O que se diz é que, no limiar da terceira década do terceiro milênio, há novas formas de controlar o imaginário e empurrar milhões à servidão política, sem precisar da violência. Mas até este discurso tem sua dose de ilusionismo e acoberta o fato de que estamos sim testemunhando morticínios e genocídios atuais, inclusive internamente, sob um estranho efeito anestésico que nos afasta da realidade e obscurece a memória. As ditaduras na América do Sul não estão tão distantes de nós no tempo e na história para que pareçam menos importantes quando um governo democraticamente eleito, como o de Dilma Rousseff, é deposto em golpe travestido de impeachment e um adorador da morte e da tortura é eleito.

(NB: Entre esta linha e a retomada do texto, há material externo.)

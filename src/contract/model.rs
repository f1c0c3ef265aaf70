//! Contract models for the product catalog

use chrono::{DateTime, Utc};
use rust_decimal::Decimal;

/// A persisted product.
#[derive(Debug, Clone, PartialEq)]
pub struct Product {
    /// Storage-assigned identifier, immutable after creation.
    pub id: i32,

    /// Display name, at most 100 characters.
    pub name: String,

    /// Free-form description, unbounded length.
    pub description: String,

    /// Unit price, 18 significant digits with 2 fractional.
    pub price: Decimal,

    /// Units on hand.
    pub quantity: i32,

    /// Set once when the row is inserted.
    pub created_date: DateTime<Utc>,

    /// Refreshed on every update.
    pub modified_date: DateTime<Utc>,
}

/// Unvalidated create/update input as received from a client.
///
/// Every field is optional here so that validation can report each
/// missing field individually.
#[derive(Debug, Clone, Default, PartialEq)]
pub struct ProductDraft {
    pub name: Option<String>,
    pub description: Option<String>,
    pub price: Option<Decimal>,
    pub quantity: Option<i32>,
}

/// The four business fields after validation.
#[derive(Debug, Clone, PartialEq)]
pub struct ProductFields {
    pub name: String,
    pub description: String,
    pub price: Decimal,
    pub quantity: i32,
}

impl Product {
    /// Build a product ready for insertion. The id and both timestamps
    /// are placeholders; storage assigns them when the row is written.
    pub fn new(fields: ProductFields) -> Self {
        let now = Utc::now();
        Self {
            id: 0,
            name: fields.name,
            description: fields.description,
            price: fields.price,
            quantity: fields.quantity,
            created_date: now,
            modified_date: now,
        }
    }

    /// Overwrite the business fields wholesale. Timestamps are left
    /// alone; storage refreshes `modified_date` on update.
    pub fn apply(&mut self, fields: ProductFields) {
        self.name = fields.name;
        self.description = fields.description;
        self.price = fields.price;
        self.quantity = fields.quantity;
    }
}
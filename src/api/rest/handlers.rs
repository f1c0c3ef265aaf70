//! HTTP request handlers - validation, repository calls, status selection

use super::dto::{ProductDto, ProductInputDto, ValidationErrorsDto};
use super::error::{map_domain_error, map_repository_error, ApiError};
use crate::contract::{Product, ProductsError};
use crate::domain::repository::ProductRepository;
use crate::domain::validation;
use axum::{
    extract::{Path, Query},
    http::{header, HeaderName, StatusCode},
    Extension, Json,
};
use serde::Deserialize;
use std::sync::Arc;

/// Query parameters for the paginated product listing.
#[derive(Debug, Deserialize, utoipa::IntoParams)]
#[serde(rename_all = "camelCase")]
#[into_params(parameter_in = Query)]
pub struct ListProductsQuery {
    #[serde(default = "default_page")]
    pub page: i64,
    #[serde(default = "default_page_size")]
    pub page_size: i64,
}

fn default_page() -> i64 {
    1
}

fn default_page_size() -> i64 {
    10
}

/// 201 response carrying the persisted product and a location reference.
type CreatedResponse = (StatusCode, [(HeaderName, String); 1], Json<ProductDto>);

fn created(product: Product) -> CreatedResponse {
    let location = [(header::LOCATION, format!("/api/products/{}", product.id))];
    (StatusCode::CREATED, location, Json(product.into()))
}

/// List one page of products.
///
/// An empty page is a successful response, not an error.
#[utoipa::path(
    get,
    path = "/api/products",
    tag = "products",
    params(ListProductsQuery),
    responses(
        (status = 200, description = "One page of products", body = [ProductDto]),
        (status = 400, description = "Non-positive page or pageSize"),
    ),
)]
pub async fn list_products(
    Extension(repository): Extension<Arc<dyn ProductRepository>>,
    Query(query): Query<ListProductsQuery>,
) -> Result<Json<Vec<ProductDto>>, ApiError> {
    if query.page <= 0 || query.page_size <= 0 {
        return Err(ApiError::InvalidPaging);
    }

    let products = repository
        .get_page(query.page as u64, query.page_size as u64)
        .await
        .map_err(map_repository_error)?;

    Ok(Json(products.into_iter().map(ProductDto::from).collect()))
}

/// Get a single product by id.
#[utoipa::path(
    get,
    path = "/api/products/{id}",
    tag = "products",
    params(("id" = i32, Path, description = "Product id")),
    responses(
        (status = 200, description = "The requested product", body = ProductDto),
        (status = 404, description = "No product with this id"),
    ),
)]
pub async fn get_product(
    Extension(repository): Extension<Arc<dyn ProductRepository>>,
    Path(id): Path<i32>,
) -> Result<Json<ProductDto>, ApiError> {
    let product = repository
        .get_by_id(id)
        .await
        .map_err(map_repository_error)?
        .ok_or(ProductsError::NotFound { id })
        .map_err(map_domain_error)?;

    Ok(Json(product.into()))
}

/// Create a product.
#[utoipa::path(
    post,
    path = "/api/products",
    tag = "products",
    request_body = ProductInputDto,
    responses(
        (status = 201, description = "Created product, Location header set", body = ProductDto),
        (status = 400, description = "Missing required fields", body = ValidationErrorsDto),
    ),
)]
pub async fn create_product(
    Extension(repository): Extension<Arc<dyn ProductRepository>>,
    Json(input): Json<ProductInputDto>,
) -> Result<CreatedResponse, ApiError> {
    let fields = validation::validate(&input.into()).map_err(map_domain_error)?;

    let product = repository
        .add(&Product::new(fields))
        .await
        .map_err(map_repository_error)?;

    Ok(created(product))
}

/// Update a product wholesale.
///
/// Validation runs before the existence check, so invalid input answers
/// 400 even for ids that do not exist. The 201-with-location answer for
/// updates is kept for client compatibility.
#[utoipa::path(
    put,
    path = "/api/products/{id}",
    tag = "products",
    params(("id" = i32, Path, description = "Product id")),
    request_body = ProductInputDto,
    responses(
        (status = 201, description = "Updated product, Location header set", body = ProductDto),
        (status = 400, description = "Missing required fields", body = ValidationErrorsDto),
        (status = 404, description = "No product with this id"),
    ),
)]
pub async fn update_product(
    Extension(repository): Extension<Arc<dyn ProductRepository>>,
    Path(id): Path<i32>,
    Json(input): Json<ProductInputDto>,
) -> Result<CreatedResponse, ApiError> {
    let fields = validation::validate(&input.into()).map_err(map_domain_error)?;

    let mut product = repository
        .get_by_id(id)
        .await
        .map_err(map_repository_error)?
        .ok_or(ProductsError::NotFound { id })
        .map_err(map_domain_error)?;

    product.apply(fields);

    let product = repository
        .update(&product)
        .await
        .map_err(map_repository_error)?;

    Ok(created(product))
}

/// Delete a product.
#[utoipa::path(
    delete,
    path = "/api/products/{id}",
    tag = "products",
    params(("id" = i32, Path, description = "Product id")),
    responses(
        (status = 204, description = "Product deleted"),
        (status = 404, description = "No product with this id"),
    ),
)]
pub async fn delete_product(
    Extension(repository): Extension<Arc<dyn ProductRepository>>,
    Path(id): Path<i32>,
) -> Result<StatusCode, ApiError> {
    let product = repository
        .get_by_id(id)
        .await
        .map_err(map_repository_error)?
        .ok_or(ProductsError::NotFound { id })
        .map_err(map_domain_error)?;

    repository
        .delete(&product)
        .await
        .map_err(map_repository_error)?;

    Ok(StatusCode::NO_CONTENT)
}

Há uma inscrição na Arquibancada do Estádio Nacional de Santiago para ensinar que “um povo sem memória é um povo sem futuro”. A memória é incômoda quando sabemos que a mesma máquina de silenciamento está viva agora, empregada sempre que necessária para o controle da política onde quer que seja. A menos que deixe de ser tolerada longe ou perto, indistintamente. O vazio impune da Praça Sanaa, do outro lado do mundo, nove anos depois, é um aviso mal disfarçado de que a vigília ativa contra o perigo diz respeito também a nós.